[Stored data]
== Segment start ==
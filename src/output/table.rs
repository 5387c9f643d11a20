//! Console table rendering.

use super::report::Report;
use colored::*;

/// Render a report as a column-aligned table
///
/// Text cells are left-aligned and counts right-aligned. When `styled` is
/// set the header is printed in bold.
pub fn render_table(report: &Report, styled: bool) -> String {
    let widths = column_widths(report);
    let mut out = String::new();

    let header: Vec<String> = report
        .columns
        .iter()
        .zip(&widths)
        .map(|(name, width)| format!("{:<width$}", name, width = *width))
        .collect();
    let header = header.join("  ");
    if styled {
        out.push_str(&header.trim_end().bold().to_string());
    } else {
        out.push_str(header.trim_end());
    }
    out.push('\n');

    let separator: Vec<String> = widths.iter().map(|w| "-".repeat(*w)).collect();
    out.push_str(&separator.join("  "));
    out.push('\n');

    for row in &report.rows {
        let line: Vec<String> = row
            .cells
            .iter()
            .zip(&widths)
            .map(|(cell, width)| {
                if cell.is_numeric() {
                    format!("{:>width$}", cell.render(), width = *width)
                } else {
                    format!("{:<width$}", cell.render(), width = *width)
                }
            })
            .collect();
        out.push_str(line.join("  ").trim_end());
        out.push('\n');
    }

    out
}

fn column_widths(report: &Report) -> Vec<usize> {
    let mut widths: Vec<usize> = report.columns.iter().map(|c| c.chars().count()).collect();

    for row in &report.rows {
        for (width, cell) in widths.iter_mut().zip(&row.cells) {
            *width = (*width).max(cell.render().chars().count());
        }
    }

    widths
}

#[cfg(test)]
mod tests {
    use super::*;
    use crate::output::report::{Cell, ReportRow};
    use pretty_assertions::assert_eq;

    #[test]
    fn test_render_alignment() {
        let report = Report {
            columns: vec!["source".to_string(), "return".to_string()],
            rows: vec![
                ReportRow {
                    source: "a.log".to_string(),
                    cells: vec![Cell::Text("a.log".to_string()), Cell::Count(3)],
                    occurrences: 3,
                },
                ReportRow {
                    source: "longer.log".to_string(),
                    cells: vec![Cell::Text("longer.log".to_string()), Cell::Count(12)],
                    occurrences: 12,
                },
            ],
        };

        let expected = "\
source      return
----------  ------
a.log            3
longer.log      12
";
        assert_eq!(render_table(&report, false), expected);
    }

    #[test]
    fn test_render_empty() {
        let report = Report {
            columns: vec!["source".to_string(), "count".to_string()],
            rows: Vec::new(),
        };

        assert_eq!(render_table(&report, false), "source  count\n------  -----\n");
    }
}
== Segment end ==
**Aim of the exercise**:
Across the entries, how many lines contain "separator"? Reply with the number only.

**Answer box**:
2